La negación de Pedro —M Valtorta




(…)-Respóndeme a mí, entonces. Soy tu Pontífice. En nombre del Dios vivo, te conjuro. Dime: ¿eres Tú el Cristo, el Hijo de

Dios?
-Tú lo has dicho. Lo soy. Y veréis al Hijo del hombre, sentado a la derecha del Poder de Dios, venir sobre las nubes del

cielo. Pero, además, ¿por qué me interrogas? He hablado en público durante tres años. Nada he dicho ocultamente. Pregunta a los que me han oído. Ellos te dirán lo que he dicho y lo que he hecho.

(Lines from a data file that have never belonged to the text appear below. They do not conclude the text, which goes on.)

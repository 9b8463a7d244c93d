// Copyright (c) 2025 Steve Wagner (ciroque@live.com)
// SPDX-License-Identifier: MIT

use crate::engine::events::EventBus;
use crate::errors::WorkloadError;
use crate::observability::messages::workload::RenderTargetConfigured;
use crate::observability::messages::StructuredLog;
use crate::traits::device::{CommandList, LogicalDevice};
use crate::traits::workload::{LifecycleStatus, Workload, WorkloadContext, WorkloadEvent};

pub const RED: [f32; 4] = [1.0, 0.0, 0.0, 1.0];
pub const GREEN: [f32; 4] = [0.0, 1.0, 0.0, 1.0];

/// Clears the render target on the device and reads the result back.
///
/// The recorded command list clears to red, clears again to green across
/// the whole target, then copies to the readback buffer, so every frame
/// comes back solid green. Each frame waits on its fence for at most the
/// engine's sync timeout.
pub struct ClearWorkload {
    events: EventBus<WorkloadEvent>,
    device: Option<Box<dyn LogicalDevice>>,
    commands: CommandList,
}

impl ClearWorkload {
    pub fn new() -> Self {
        Self {
            events: EventBus::new(),
            device: None,
            commands: CommandList::new(),
        }
    }

    fn device_mut(&mut self) -> Result<&mut Box<dyn LogicalDevice>, WorkloadError> {
        self.device.as_mut().ok_or_else(|| WorkloadError::NotStarted {
            workload: super::LocalWorkloadFactory::CLEAR.to_string(),
        })
    }

    fn configure(&mut self, context: &WorkloadContext<'_>) -> Result<(), WorkloadError> {
        self.device_mut()?
            .configure_target(context.width(), context.height())?;
        self.commands = CommandList::new()
            .clear(RED)
            .clear(GREEN)
            .copy_to_readback();
        RenderTargetConfigured {
            workload: self.name(),
            width: context.width(),
            height: context.height(),
        }
        .log();
        Ok(())
    }
}

impl Default for ClearWorkload {
    fn default() -> Self {
        Self::new()
    }
}

impl Workload for ClearWorkload {
    fn name(&self) -> &str {
        super::LocalWorkloadFactory::CLEAR
    }

    fn events(&self) -> &EventBus<WorkloadEvent> {
        &self.events
    }

    fn start(&mut self, context: &WorkloadContext<'_>) -> Result<(), WorkloadError> {
        self.events.lifecycle(LifecycleStatus::Initialized, 0.0);
        self.events.lifecycle(LifecycleStatus::Loading, 0.0);

        self.device = Some(context.device().open()?);
        self.configure(context)?;

        self.events.lifecycle(LifecycleStatus::Loading, 1.0);
        self.events.lifecycle(LifecycleStatus::Started, 1.0);
        self.events.lifecycle(LifecycleStatus::Running, 1.0);
        Ok(())
    }

    fn on_resize(&mut self, context: &WorkloadContext<'_>) -> Result<(), WorkloadError> {
        self.device_mut()?.wait_idle()?;
        self.configure(context)
    }

    fn render(
        &mut self,
        context: &WorkloadContext<'_>,
        output: &mut [u8],
    ) -> Result<(), WorkloadError> {
        if output.len() != context.buffer_len() {
            return Err(WorkloadError::OutputSize {
                workload: self.name().to_string(),
                expected: context.buffer_len(),
                actual: output.len(),
            });
        }

        let commands = &self.commands;
        let device = self.device.as_mut().ok_or_else(|| WorkloadError::NotStarted {
            workload: super::LocalWorkloadFactory::CLEAR.to_string(),
        })?;
        let fence = device.submit(commands)?;
        device.wait_for_fence(fence, context.sync_timeout())?;
        device.read_back(output)?;
        Ok(())
    }

    fn close(&mut self) -> Result<(), WorkloadError> {
        let idle = match self.device.take() {
            Some(mut device) => device.wait_idle(),
            None => Ok(()),
        };
        self.events.lifecycle(LifecycleStatus::Stopped, 1.0);
        idle.map_err(WorkloadError::from)
    }
}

Uno de los soldados que lo tienen sujeto le golpea en la boca, haciéndola sangrar de nuevo, y grita:
-¡Así respondes, satanás, al Sumo Pontífice?
Y Jesús, mansamente, responde a éste como al de antes:
-Si he hablado bien, ¿por qué me hieres? Si mal, ¿por qué no me dices dónde yerro? Repito: Yo soy el Cristo, Hijo de

Dios. No puedo mentir. El sumo Sacerdote, el eterno Sacerdote soy Yo. Y sólo Yo llevo el verdadero Racional, en que está escrito: Doctrina y Verdad. Y a éstas soy fiel. Hasta la muerte, ignominiosa a los ojos del mundo, santa a los ojos de Dios; y hasta la bienaventurada Resurrección. Yo soy el Ungido. Pontífice y Rey Yo soy. Y estoy para tomar mi cetro y con él, como con aventador, limpiar la era. Este Templo será destruido y resurgirá, nuevo, santo, porque éste está corrompido y Dios lo ha abandonado a su destino.

-¡Blasfemo! - gritan todos en coro. ¿En tres días lo construirás, loco, poseído?
-No éste, sino el mío es el que resurgirá, el Templo del Dios verdadero, vivo, santo, tres veces santo.
-¡Anatema! - gritan de nuevo en coro.
Caifás alza su voz ronca y se desgarra las vestiduras de lino, con gestos de estudiado horror, y dice:
-¿Qué otra cosa hemos de oír de - testigos? La blasfemia está ya dicha. ¿Qué hacemos entonces?


Y todos, en coro:


-Sea reo de muerte.
Y con gestos de desdén y de escándalo salen de la sala y dejan a Jesús a merced de los esbirros y de la chusma de los 
falsos testigos, que, dándole bofetadas, puñetazos, escupiéndole, vendándole los ojos con un trapajo y luego tirándole violentamente de los cabellos, lo arrojan de un lado para otro, con las manos atadas, de manera que choca contra mesas, sitiales y paredes. Y le preguntan:

-¿Quién te na pegado? Adivina.

Y varias veces, poniéndole zancadillas, le hacen caer de bruces, y se ríen a carcajadas al ver cómo, con las manos atadas, a duras penas se levanta.

Pasan así las horas. Los torturadores, cansados, piensan en tomarse un poco de descanso. Llevan a Jesús a un tabuco haciéndole cruzar muchos patios exponiéndolo a las burlas de la turba, ya muy numerosa en el recinto de las casas pontificales.

Jesús llega al patio donde está Pedro, al lado de su hoguera. Y lo mira. Pero Pedro evita encontrar su mirada. Juan ya no está; supongo que se habrá marchado con Nicodemo...

El alba avanza fatigosamente, glauca. Una orden ha sido dada: llevar de nuevo al Prisionero a la sala del Consejo para un proceso más legal. Es el momento en que Pedro niega por tercera vez que conoce al Cristo, cuando Él pasa ya marcado por los padecimientos. Con la luz verdosa del alba, los moratones parecen aún más atroces en el rostro térreo, los ojos más hundidos y vítreos: un Jesús empañado por el dolor del mundo...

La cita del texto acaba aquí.